WORK TO BE COMPLETED - Of the entries below, return exactly those lines that fall between the one containing "repository 937845952b54ae2d" and the one containing "all of it down", the two end lines included.

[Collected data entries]
----------
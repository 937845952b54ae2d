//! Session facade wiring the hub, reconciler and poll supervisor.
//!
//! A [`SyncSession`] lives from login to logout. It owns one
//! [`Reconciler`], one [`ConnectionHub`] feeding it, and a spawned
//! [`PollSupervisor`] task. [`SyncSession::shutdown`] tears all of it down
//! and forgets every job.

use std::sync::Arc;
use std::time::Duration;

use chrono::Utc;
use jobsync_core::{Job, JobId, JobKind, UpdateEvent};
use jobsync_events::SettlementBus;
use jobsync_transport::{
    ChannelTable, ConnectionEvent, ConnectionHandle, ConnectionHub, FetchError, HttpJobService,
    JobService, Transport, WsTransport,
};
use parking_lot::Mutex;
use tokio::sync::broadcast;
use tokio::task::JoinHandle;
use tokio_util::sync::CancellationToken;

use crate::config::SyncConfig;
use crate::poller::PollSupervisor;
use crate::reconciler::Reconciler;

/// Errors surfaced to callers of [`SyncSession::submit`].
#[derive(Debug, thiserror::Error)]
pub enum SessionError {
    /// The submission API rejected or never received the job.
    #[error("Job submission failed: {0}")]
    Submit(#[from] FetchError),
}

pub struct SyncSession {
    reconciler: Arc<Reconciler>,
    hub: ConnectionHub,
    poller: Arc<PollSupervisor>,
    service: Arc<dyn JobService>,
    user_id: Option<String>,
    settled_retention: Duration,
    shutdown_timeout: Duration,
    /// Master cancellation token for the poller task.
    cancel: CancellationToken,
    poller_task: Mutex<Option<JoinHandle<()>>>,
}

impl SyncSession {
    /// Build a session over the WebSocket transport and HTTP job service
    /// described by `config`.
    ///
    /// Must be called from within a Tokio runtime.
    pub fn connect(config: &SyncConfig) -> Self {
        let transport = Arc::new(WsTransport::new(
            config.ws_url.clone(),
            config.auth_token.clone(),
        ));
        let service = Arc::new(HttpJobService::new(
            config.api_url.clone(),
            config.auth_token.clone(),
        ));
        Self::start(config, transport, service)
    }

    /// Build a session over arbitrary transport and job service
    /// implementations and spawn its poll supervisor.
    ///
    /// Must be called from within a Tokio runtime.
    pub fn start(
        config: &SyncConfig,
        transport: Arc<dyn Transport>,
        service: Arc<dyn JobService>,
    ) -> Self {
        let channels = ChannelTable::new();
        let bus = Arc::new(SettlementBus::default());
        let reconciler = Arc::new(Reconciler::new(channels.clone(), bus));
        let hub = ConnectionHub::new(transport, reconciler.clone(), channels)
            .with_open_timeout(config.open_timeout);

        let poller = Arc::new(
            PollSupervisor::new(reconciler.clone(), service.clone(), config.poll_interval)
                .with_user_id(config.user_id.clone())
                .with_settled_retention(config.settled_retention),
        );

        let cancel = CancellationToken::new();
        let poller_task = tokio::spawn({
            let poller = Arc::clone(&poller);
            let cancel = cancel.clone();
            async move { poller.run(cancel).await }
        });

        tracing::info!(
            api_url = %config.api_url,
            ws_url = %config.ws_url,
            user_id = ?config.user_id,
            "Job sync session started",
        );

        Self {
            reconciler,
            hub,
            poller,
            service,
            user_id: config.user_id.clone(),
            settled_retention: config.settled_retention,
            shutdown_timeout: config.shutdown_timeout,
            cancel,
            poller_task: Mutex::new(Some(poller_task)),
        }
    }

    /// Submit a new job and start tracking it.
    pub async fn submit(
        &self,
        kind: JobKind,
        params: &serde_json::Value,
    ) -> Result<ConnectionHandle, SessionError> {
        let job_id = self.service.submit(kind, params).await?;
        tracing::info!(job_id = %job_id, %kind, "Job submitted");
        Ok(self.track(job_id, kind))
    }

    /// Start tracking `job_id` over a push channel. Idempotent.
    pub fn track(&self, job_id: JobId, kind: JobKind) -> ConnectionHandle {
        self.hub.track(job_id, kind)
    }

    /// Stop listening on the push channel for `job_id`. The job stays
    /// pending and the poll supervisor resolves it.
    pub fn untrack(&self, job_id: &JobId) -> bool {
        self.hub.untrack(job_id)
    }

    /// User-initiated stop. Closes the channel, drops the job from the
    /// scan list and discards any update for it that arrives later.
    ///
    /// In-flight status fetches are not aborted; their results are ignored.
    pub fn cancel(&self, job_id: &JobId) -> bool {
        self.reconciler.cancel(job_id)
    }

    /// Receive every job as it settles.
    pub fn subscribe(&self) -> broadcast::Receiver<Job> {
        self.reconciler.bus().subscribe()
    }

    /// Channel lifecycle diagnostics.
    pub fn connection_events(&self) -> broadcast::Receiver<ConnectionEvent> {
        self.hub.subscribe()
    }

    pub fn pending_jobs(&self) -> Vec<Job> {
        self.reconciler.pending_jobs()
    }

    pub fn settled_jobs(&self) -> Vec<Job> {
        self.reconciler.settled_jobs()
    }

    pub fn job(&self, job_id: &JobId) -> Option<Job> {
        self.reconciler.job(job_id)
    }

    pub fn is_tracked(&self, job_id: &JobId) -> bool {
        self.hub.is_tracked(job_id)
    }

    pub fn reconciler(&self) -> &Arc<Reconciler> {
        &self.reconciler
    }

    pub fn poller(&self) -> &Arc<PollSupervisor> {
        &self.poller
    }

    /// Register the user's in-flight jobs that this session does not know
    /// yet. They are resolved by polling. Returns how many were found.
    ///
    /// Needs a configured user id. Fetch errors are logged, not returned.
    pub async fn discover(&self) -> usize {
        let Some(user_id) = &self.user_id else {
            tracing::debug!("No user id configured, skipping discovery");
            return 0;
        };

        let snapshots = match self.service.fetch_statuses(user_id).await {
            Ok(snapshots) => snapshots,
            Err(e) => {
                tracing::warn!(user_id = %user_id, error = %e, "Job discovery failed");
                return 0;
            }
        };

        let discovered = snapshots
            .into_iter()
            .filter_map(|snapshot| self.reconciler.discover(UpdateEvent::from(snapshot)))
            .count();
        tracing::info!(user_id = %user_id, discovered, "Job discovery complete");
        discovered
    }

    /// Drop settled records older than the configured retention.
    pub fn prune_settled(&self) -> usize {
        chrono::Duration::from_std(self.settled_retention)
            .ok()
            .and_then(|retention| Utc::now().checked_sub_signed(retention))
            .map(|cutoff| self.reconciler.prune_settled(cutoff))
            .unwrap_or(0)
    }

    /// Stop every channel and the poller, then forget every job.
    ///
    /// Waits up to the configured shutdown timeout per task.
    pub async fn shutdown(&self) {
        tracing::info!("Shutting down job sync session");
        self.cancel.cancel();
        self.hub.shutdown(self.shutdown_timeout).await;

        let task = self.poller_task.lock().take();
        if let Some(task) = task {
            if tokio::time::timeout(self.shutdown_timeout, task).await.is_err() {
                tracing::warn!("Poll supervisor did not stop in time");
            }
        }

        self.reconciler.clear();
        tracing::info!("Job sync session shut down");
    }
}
----------
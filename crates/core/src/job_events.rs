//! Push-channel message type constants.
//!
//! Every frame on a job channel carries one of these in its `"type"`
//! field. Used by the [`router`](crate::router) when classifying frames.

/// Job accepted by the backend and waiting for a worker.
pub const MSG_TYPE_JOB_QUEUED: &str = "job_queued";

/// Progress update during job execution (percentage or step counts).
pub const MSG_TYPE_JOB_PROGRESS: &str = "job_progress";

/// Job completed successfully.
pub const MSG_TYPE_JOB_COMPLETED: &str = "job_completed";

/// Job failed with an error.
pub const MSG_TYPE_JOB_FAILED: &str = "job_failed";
----------
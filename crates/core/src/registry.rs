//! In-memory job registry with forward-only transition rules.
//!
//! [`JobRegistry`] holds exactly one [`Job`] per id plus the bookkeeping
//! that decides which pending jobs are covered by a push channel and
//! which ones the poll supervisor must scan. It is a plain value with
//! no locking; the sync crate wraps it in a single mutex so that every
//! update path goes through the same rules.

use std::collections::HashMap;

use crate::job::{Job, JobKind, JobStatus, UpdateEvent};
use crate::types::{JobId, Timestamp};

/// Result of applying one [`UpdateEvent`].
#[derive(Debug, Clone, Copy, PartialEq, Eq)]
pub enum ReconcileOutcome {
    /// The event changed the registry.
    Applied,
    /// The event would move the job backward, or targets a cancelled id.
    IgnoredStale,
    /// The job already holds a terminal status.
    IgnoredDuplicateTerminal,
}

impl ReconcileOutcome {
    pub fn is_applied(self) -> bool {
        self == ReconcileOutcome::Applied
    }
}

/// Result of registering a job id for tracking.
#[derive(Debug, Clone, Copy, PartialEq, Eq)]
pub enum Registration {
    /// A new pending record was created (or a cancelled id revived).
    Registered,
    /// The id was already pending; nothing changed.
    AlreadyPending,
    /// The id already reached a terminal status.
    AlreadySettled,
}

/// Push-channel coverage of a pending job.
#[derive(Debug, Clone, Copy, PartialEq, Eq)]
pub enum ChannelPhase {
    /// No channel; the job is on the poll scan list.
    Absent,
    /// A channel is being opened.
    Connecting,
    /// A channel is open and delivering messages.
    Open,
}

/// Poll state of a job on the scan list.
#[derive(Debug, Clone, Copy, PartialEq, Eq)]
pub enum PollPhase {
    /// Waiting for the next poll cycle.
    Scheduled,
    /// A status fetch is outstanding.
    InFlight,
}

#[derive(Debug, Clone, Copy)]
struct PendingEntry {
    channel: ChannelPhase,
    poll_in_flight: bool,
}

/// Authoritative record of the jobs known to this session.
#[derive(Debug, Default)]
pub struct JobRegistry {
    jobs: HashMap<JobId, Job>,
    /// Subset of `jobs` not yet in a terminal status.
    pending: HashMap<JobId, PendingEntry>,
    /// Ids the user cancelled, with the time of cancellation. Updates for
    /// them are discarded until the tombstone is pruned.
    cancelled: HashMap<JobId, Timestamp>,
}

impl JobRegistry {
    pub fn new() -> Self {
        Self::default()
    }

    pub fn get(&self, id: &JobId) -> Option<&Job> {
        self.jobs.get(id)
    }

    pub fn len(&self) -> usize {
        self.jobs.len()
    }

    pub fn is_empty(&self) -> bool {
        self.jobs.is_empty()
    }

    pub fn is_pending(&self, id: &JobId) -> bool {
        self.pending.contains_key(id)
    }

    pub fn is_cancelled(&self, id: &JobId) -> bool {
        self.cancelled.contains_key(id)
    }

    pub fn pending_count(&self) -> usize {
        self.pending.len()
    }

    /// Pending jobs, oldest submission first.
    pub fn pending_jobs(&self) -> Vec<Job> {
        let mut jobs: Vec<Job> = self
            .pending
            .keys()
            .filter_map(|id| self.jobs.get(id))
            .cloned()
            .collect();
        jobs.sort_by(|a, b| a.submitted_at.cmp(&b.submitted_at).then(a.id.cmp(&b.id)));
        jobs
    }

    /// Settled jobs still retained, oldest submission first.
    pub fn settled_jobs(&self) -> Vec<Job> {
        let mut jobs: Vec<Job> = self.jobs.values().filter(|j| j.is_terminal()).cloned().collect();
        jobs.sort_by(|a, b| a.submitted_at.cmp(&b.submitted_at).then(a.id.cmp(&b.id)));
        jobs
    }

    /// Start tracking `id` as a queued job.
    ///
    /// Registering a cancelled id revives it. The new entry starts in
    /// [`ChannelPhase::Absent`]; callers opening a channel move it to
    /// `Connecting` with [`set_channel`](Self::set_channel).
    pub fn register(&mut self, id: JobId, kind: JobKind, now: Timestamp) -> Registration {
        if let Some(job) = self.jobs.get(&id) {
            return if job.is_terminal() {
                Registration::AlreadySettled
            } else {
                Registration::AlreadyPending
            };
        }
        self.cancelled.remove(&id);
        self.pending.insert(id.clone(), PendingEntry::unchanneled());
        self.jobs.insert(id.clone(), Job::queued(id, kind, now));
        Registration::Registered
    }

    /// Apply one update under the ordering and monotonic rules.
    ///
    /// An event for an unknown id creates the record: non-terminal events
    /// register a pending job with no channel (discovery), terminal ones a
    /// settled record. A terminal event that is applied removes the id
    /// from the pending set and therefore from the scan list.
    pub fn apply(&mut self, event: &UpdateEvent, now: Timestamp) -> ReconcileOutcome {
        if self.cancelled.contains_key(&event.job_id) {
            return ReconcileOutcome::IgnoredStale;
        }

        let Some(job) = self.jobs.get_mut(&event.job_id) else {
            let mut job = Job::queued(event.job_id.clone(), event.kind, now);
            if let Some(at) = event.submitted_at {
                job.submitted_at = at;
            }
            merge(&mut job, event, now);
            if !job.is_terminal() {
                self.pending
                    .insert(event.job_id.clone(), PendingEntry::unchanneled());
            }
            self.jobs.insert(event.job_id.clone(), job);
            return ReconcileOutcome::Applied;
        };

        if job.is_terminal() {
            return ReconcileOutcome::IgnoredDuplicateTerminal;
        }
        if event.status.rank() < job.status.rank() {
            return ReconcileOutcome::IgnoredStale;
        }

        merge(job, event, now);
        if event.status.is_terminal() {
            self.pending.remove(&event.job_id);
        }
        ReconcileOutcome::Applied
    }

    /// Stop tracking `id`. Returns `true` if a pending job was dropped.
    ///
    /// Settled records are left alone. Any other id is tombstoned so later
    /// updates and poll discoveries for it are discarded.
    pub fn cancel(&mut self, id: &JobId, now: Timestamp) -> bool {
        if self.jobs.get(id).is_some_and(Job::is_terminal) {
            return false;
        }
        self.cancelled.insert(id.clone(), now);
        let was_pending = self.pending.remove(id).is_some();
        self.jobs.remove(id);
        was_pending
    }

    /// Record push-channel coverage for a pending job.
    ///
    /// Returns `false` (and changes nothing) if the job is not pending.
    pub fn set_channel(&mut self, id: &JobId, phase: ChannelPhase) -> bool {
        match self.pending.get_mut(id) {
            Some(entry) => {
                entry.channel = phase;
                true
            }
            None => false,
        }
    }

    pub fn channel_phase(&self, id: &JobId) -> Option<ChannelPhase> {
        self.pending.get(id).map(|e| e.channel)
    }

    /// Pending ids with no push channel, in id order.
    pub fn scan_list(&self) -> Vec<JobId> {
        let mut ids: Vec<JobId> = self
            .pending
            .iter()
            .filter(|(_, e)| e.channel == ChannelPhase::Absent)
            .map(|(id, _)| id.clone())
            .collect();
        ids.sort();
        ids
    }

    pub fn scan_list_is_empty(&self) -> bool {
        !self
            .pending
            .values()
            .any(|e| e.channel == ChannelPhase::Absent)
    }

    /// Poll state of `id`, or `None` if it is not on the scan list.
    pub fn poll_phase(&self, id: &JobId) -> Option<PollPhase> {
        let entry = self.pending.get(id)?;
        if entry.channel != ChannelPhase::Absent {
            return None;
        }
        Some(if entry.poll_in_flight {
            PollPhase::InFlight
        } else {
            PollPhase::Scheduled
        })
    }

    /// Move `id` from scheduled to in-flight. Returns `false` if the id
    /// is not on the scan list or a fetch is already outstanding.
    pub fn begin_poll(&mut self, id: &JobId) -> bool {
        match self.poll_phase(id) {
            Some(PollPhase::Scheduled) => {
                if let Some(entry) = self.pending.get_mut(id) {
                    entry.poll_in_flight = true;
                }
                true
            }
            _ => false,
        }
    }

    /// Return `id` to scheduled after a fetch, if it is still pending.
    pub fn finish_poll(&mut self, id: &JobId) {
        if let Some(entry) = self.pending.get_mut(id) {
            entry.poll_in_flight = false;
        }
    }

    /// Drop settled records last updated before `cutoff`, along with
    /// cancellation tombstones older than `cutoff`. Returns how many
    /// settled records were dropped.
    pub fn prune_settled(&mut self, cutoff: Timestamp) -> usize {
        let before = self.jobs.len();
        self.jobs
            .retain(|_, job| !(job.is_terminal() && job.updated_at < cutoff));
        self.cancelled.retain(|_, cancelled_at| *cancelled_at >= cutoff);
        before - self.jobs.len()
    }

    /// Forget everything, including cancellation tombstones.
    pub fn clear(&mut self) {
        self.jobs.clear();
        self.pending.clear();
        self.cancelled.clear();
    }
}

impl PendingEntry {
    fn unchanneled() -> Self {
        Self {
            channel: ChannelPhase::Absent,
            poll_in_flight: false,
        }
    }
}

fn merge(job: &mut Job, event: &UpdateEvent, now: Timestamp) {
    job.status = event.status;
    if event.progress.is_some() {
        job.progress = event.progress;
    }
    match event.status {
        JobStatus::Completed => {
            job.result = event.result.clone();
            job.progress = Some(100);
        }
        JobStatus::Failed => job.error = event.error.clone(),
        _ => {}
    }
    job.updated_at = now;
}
----------
RESPONSE BOX -
repository 937845952b54ae2d
//! Session facade wiring the hub, reconciler and poll supervisor.
//!
//! A [`SyncSession`] lives from login to logout. It owns one
//! [`Reconciler`], one [`ConnectionHub`] feeding it, and a spawned
//! [`PollSupervisor`] task. [`SyncSession::shutdown`] tears all of it down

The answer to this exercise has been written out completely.